*Material shown*
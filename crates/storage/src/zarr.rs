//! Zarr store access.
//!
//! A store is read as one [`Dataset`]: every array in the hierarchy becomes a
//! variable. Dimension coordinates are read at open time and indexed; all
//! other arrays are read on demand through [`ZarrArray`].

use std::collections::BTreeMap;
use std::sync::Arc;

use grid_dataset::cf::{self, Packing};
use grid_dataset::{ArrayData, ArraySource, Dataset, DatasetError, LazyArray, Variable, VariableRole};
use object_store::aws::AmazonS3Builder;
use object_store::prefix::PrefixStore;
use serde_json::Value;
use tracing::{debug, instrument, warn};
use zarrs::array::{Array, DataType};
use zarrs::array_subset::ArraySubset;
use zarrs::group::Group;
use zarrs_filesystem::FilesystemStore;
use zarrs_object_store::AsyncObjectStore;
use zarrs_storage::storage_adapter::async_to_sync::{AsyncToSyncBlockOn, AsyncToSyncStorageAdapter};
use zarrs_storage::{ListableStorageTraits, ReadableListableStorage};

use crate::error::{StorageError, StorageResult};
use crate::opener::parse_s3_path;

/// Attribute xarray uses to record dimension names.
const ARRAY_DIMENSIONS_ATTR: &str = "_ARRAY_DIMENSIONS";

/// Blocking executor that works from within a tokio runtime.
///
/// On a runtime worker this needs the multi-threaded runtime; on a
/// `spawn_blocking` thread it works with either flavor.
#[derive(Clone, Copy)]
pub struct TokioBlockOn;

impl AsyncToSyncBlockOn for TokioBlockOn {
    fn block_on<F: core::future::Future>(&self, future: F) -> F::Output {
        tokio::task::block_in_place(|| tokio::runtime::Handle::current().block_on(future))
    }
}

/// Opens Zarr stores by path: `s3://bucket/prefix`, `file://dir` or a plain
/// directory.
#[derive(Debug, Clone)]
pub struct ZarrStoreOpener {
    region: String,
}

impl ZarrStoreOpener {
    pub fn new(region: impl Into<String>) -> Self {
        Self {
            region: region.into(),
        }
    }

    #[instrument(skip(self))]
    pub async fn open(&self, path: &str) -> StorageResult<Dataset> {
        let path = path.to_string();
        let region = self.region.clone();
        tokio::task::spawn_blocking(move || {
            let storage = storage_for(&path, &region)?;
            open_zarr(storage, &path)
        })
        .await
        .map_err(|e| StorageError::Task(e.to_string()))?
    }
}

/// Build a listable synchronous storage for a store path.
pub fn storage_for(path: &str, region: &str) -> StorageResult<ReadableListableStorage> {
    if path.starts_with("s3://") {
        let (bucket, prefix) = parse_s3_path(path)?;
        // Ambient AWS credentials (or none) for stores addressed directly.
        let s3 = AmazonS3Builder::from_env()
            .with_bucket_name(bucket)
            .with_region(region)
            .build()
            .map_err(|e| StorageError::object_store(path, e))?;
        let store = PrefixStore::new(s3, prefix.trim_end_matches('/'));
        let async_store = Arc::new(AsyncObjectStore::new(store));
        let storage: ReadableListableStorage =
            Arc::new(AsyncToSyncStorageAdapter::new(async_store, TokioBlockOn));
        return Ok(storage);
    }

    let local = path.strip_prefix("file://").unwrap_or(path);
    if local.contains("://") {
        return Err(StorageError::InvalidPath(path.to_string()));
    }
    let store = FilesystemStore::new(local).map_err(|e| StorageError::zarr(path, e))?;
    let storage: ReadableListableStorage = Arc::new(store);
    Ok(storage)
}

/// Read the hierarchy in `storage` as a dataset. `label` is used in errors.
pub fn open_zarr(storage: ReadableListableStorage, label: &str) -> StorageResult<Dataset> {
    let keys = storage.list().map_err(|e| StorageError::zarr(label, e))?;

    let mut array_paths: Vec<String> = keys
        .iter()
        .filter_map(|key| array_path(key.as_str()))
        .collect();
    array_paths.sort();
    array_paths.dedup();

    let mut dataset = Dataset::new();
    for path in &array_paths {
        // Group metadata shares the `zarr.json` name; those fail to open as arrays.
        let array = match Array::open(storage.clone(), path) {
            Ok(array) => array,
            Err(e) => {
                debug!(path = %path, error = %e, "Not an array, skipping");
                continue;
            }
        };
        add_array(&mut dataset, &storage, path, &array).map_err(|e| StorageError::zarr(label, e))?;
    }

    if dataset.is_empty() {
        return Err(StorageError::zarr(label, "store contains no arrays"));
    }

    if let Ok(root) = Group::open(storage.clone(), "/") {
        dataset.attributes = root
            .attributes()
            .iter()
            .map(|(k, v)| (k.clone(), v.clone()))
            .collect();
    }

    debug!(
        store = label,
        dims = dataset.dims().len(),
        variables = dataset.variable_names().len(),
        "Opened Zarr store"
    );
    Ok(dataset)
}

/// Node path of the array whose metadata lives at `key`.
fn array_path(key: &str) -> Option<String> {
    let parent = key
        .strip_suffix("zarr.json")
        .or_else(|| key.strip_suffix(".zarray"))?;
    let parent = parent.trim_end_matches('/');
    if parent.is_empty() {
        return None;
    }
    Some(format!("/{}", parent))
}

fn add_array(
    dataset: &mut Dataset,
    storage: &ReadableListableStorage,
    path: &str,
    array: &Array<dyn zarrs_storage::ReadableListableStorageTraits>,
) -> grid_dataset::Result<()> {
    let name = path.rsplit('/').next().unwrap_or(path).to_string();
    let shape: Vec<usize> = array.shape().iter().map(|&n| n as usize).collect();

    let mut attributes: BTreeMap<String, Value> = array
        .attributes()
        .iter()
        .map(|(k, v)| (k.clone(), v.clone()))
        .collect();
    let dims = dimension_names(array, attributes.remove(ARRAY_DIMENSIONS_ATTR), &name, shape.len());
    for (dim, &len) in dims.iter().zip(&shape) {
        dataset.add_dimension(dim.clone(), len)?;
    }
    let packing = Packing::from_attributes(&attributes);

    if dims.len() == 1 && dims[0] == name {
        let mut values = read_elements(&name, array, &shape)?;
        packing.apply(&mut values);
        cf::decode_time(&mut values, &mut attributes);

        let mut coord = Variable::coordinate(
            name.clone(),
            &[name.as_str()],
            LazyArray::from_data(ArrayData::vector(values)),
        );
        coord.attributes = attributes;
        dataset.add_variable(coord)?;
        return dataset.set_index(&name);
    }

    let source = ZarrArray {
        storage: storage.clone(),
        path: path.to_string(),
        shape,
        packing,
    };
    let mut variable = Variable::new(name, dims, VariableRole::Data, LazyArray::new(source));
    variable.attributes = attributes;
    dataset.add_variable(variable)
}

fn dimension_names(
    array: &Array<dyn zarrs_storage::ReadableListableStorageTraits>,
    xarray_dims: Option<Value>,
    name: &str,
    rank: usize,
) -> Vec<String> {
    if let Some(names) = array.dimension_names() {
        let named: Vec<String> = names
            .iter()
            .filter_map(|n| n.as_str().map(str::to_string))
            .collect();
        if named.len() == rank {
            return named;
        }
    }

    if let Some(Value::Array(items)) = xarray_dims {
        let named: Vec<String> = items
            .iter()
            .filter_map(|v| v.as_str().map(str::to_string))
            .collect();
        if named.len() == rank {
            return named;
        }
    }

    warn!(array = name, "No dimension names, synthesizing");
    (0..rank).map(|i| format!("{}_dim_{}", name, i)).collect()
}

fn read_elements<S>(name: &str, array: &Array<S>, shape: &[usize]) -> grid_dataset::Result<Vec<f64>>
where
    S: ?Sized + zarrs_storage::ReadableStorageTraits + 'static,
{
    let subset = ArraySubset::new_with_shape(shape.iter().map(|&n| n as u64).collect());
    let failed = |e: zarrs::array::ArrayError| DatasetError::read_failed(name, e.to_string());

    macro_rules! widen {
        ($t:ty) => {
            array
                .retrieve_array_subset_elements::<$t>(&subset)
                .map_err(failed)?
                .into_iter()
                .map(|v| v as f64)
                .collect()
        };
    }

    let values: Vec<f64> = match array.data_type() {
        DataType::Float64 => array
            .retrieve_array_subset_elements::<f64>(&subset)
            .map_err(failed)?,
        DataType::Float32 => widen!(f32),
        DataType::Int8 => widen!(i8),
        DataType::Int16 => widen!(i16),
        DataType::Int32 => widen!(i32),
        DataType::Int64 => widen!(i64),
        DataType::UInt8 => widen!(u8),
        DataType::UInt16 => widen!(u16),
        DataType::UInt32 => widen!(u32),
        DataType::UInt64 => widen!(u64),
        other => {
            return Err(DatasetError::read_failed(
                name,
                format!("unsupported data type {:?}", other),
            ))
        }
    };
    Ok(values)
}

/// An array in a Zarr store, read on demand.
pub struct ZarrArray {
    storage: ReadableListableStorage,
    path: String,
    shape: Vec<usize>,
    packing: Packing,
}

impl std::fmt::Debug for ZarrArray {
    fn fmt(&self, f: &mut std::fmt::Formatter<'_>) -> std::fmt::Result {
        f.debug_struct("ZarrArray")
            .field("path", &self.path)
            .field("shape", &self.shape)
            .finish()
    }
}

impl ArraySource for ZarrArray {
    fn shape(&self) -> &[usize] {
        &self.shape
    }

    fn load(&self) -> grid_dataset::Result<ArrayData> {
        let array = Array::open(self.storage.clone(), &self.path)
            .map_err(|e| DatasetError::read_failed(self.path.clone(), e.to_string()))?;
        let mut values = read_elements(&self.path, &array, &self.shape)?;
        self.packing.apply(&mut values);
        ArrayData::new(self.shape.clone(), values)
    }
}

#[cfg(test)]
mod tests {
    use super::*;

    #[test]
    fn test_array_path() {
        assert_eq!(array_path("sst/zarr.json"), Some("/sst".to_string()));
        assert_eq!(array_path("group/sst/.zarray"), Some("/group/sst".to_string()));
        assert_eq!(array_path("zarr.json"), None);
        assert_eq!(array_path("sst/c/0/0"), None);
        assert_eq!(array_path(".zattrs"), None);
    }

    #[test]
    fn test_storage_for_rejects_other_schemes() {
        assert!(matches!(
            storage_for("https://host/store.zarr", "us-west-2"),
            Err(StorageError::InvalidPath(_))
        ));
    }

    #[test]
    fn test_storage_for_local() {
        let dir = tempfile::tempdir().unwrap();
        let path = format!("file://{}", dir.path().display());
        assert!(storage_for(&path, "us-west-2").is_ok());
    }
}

*Exercise objective*
In the data above, how many lines hold the string "west"? Give the number by itself.

*Solution to this exercise*
2